In May 2012 it became mandatory for every listed public company, state-owned company and any other company that has a public interest in terms of Section 72 and Regulation 43 of the Companies Act, to establish and maintain a Social & Ethics Committee (SEC) in accordance with the recommended practices of King IV.  This committee is entrusted to oversee, monitor and report on matters that have the best interests of the company in hand and to ensure that companies conduct their business in a responsible manner as well as contribute to the economic and social development of the communities in which they operate.

“In monitoring and responsibly conducting business in the five areas of social responsibility, the SEC should also take into consideration any relevant legislation and other legal requirements,” states PJ Veldhuizen, dispute resolution specialist and MD of commercial law firm Gillan & Veldhuizen Inc.

King IV clearly stipulates that provision be made for dispute resolution mechanisms and associated processes to be adopted and implemented as part of the overall management of stakeholder relationships.  “These relationships are fundamental to the success of organisations,” he adds.

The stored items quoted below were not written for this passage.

use std::sync::Arc;

use super::SecretCache;
use crate::config::ProviderKeys;
use crate::error::{Error, Result};
use crate::store::path::SecretPath;
use crate::types::{CredentialLevel, CredentialStatus, Provider, ResolvedCredential};

const CUSTOM_PROVIDER_KEY_NAME: &str = "api_key";

/// Resolves provider credentials along team → organization → environment.
pub struct CredentialResolver {
    cache: Arc<SecretCache>,
    env_keys: ProviderKeys,
}

impl CredentialResolver {
    pub fn new(cache: Arc<SecretCache>, env_keys: ProviderKeys) -> Self {
        Self { cache, env_keys }
    }

    #[must_use]
    pub fn cache(&self) -> &SecretCache {
        &self.cache
    }

    fn credential_path(provider: Provider, org_id: &str, team_id: Option<&str>) -> Result<String> {
        SecretPath::scope(org_id, team_id)?.secret(&provider.secret_name())
    }

    /// Non-empty value at `path`.
    fn lookup(&self, path: &str) -> Result<Option<String>> {
        Ok(self.cache.get(path)?.filter(|v| !v.is_empty()))
    }

    pub fn resolve_credential(
        &self,
        provider: Provider,
        org_id: &str,
        team_id: Option<&str>,
    ) -> Result<Option<String>> {
        Ok(self
            .resolve_credential_with_level(provider, org_id, team_id)?
            .map(|resolved| resolved.value))
    }

    /// First credential found, most specific scope first.
    pub fn resolve_credential_with_level(
        &self,
        provider: Provider,
        org_id: &str,
        team_id: Option<&str>,
    ) -> Result<Option<ResolvedCredential>> {
        if let Some(team_id) = team_id {
            let path = Self::credential_path(provider, org_id, Some(team_id))?;
            if let Some(value) = self.lookup(&path)? {
                tracing::debug!("Resolved {provider} credential at team level for {team_id}");
                return Ok(Some(ResolvedCredential {
                    value,
                    level: CredentialLevel::Team,
                }));
            }
        }

        let path = Self::credential_path(provider, org_id, None)?;
        if let Some(value) = self.lookup(&path)? {
            tracing::debug!("Resolved {provider} credential at org level for {org_id}");
            return Ok(Some(ResolvedCredential {
                value,
                level: CredentialLevel::Org,
            }));
        }

        if let Some(value) = self.env_keys.get(provider) {
            tracing::debug!("Resolved {provider} credential from environment default");
            return Ok(Some(ResolvedCredential {
                value: value.to_string(),
                level: CredentialLevel::Environment,
            }));
        }

        tracing::debug!("No {provider} credential configured for {org_id}");
        Ok(None)
    }

    /// Stores a credential at the most specific scope given.
    pub fn set_credential(
        &self,
        provider: Provider,
        value: &str,
        org_id: &str,
        team_id: Option<&str>,
    ) -> Result<()> {
        if value.is_empty() {
            return Err(Error::BadRequest("credential value cannot be empty".to_string()));
        }
        let path = Self::credential_path(provider, org_id, team_id)?;
        self.cache.set(&path, value)
    }

    pub fn delete_credential(
        &self,
        provider: Provider,
        org_id: &str,
        team_id: Option<&str>,
    ) -> Result<bool> {
        let path = Self::credential_path(provider, org_id, team_id)?;
        self.cache.delete(&path)
    }

    /// Where `provider`'s key is configured, from three independent checks.
    pub fn credential_status(
        &self,
        provider: Provider,
        org_id: &str,
        team_id: Option<&str>,
    ) -> Result<CredentialStatus> {
        let has_team_override = match team_id {
            Some(team_id) => {
                let path = Self::credential_path(provider, org_id, Some(team_id))?;
                self.lookup(&path)?.is_some()
            }
            None => false,
        };
        let has_org_key = self
            .lookup(&Self::credential_path(provider, org_id, None)?)?
            .is_some();
        let has_env_fallback = self.env_keys.get(provider).is_some();

        let level = if has_team_override {
            Some(CredentialLevel::Team)
        } else if has_org_key {
            Some(CredentialLevel::Org)
        } else if has_env_fallback {
            Some(CredentialLevel::Environment)
        } else {
            None
        };

        Ok(CredentialStatus {
            provider,
            configured: level.is_some(),
            level,
            has_team_override,
            has_org_key,
            has_env_fallback,
        })
    }

    pub fn list_credential_status(
        &self,
        org_id: &str,
        team_id: Option<&str>,
    ) -> Result<Vec<CredentialStatus>> {
        Provider::ALL
            .iter()
            .map(|provider| self.credential_status(*provider, org_id, team_id))
            .collect()
    }

    // MCP server secrets

    fn mcp_path(
        server_id: &str,
        org_id: &str,
        team_id: Option<&str>,
        user_id: Option<&str>,
    ) -> Result<String> {
        let mut scope = SecretPath::scope(org_id, team_id)?;
        // User scoping only exists beneath a team.
        if let (Some(_), Some(user_id)) = (team_id, user_id) {
            scope = scope.user(user_id)?;
        }
        scope.mcp()?.secret(&mcp_secret_name(server_id))
    }

    /// Stores an MCP server's auth secret and returns the reference name.
    pub fn set_mcp_secret(
        &self,
        server_id: &str,
        value: &str,
        org_id: &str,
        team_id: Option<&str>,
        user_id: Option<&str>,
    ) -> Result<String> {
        let path = Self::mcp_path(server_id, org_id, team_id, user_id)?;
        self.cache.set(&path, value)?;
        Ok(mcp_secret_name(server_id))
    }

    pub fn get_mcp_secret(
        &self,
        server_id: &str,
        org_id: &str,
        team_id: Option<&str>,
        user_id: Option<&str>,
    ) -> Result<Option<String>> {
        let path = Self::mcp_path(server_id, org_id, team_id, user_id)?;
        self.lookup(&path)
    }

    pub fn delete_mcp_secret(
        &self,
        server_id: &str,
        org_id: &str,
        team_id: Option<&str>,
        user_id: Option<&str>,
    ) -> Result<bool> {
        let path = Self::mcp_path(server_id, org_id, team_id, user_id)?;
        self.cache.delete(&path)
    }

    // Custom provider keys

    fn custom_provider_key_path(provider_id: &str, org_id: &str) -> Result<String> {
        SecretPath::organization(org_id)?
            .custom_provider(provider_id)?
            .secret(CUSTOM_PROVIDER_KEY_NAME)
    }

    pub fn set_custom_provider_key(&self, provider_id: &str, value: &str, org_id: &str) -> Result<()> {
        if value.is_empty() {
            return Err(Error::BadRequest("API key cannot be empty".to_string()));
        }
        let path = Self::custom_provider_key_path(provider_id, org_id)?;
        self.cache.set(&path, value)
    }

    pub fn get_custom_provider_key(&self, provider_id: &str, org_id: &str) -> Result<Option<String>> {
        let path = Self::custom_provider_key_path(provider_id, org_id)?;
        self.lookup(&path)
    }

    pub fn delete_custom_provider_key(&self, provider_id: &str, org_id: &str) -> Result<bool> {
        let path = Self::custom_provider_key_path(provider_id, org_id)?;
        self.cache.delete(&path)
    }

    pub fn has_custom_provider_key(&self, provider_id: &str, org_id: &str) -> Result<bool> {
        Ok(self.get_custom_provider_key(provider_id, org_id)?.is_some())
    }
}

fn mcp_secret_name(server_id: &str) -> String {
    format!("mcp_server_{server_id}")
}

One such dispute resolution mechanism would include those enshrined in the Rules of Court such as Rule 41A which specifies that prior to going into any litigation you need to consider whether mediation is not a more appropriate method of resolving a dispute.   Mediation is a voluntary process entered into between two parties who agree to employ an independent, impartial mediator to facilitate discussions and assist in negotiations to resolve any disputes.  The introduction of Rule 41A of the Uniform Rules of Court, which makes it a mandatory requirement for litigants to consider mediation before litigation, has freed up the courts and produced significant results and successes in short time frames, and at a fraction of the cost of litigation.

The committee, whose responsibility it is to draw matters within its mandate to the attention of the main board as occasion requires, is obligated to invoke Rule 41A should the company be considering any litigation.

 “If it really is a question of ethics, then this would be the ethical thing to do, the responsible thing to do, and in the best interests of the Company, social or otherwise,” says Veldhuizen.

Obviously this would be welcomed by the head of Legal Affairs in these companies as they are always under pressure to contain the spend on litigation and associated costs, he adds.

Companies with effective S&E Committees that uphold the purpose of the committee, employ rule of law and who communicate, mediate and negotiate openly stand to benefit on many fronts and ultimately contribute to the overall sustainability and continued success of the business.   These benefits could include greater public trust, improved risk, compliance and ethics management and reporting, along with stronger stakeholder relations and robust, sound corporate governance.  “And save a fortune in litigation fees that could be best spent elsewhere,” says Veldhuizen.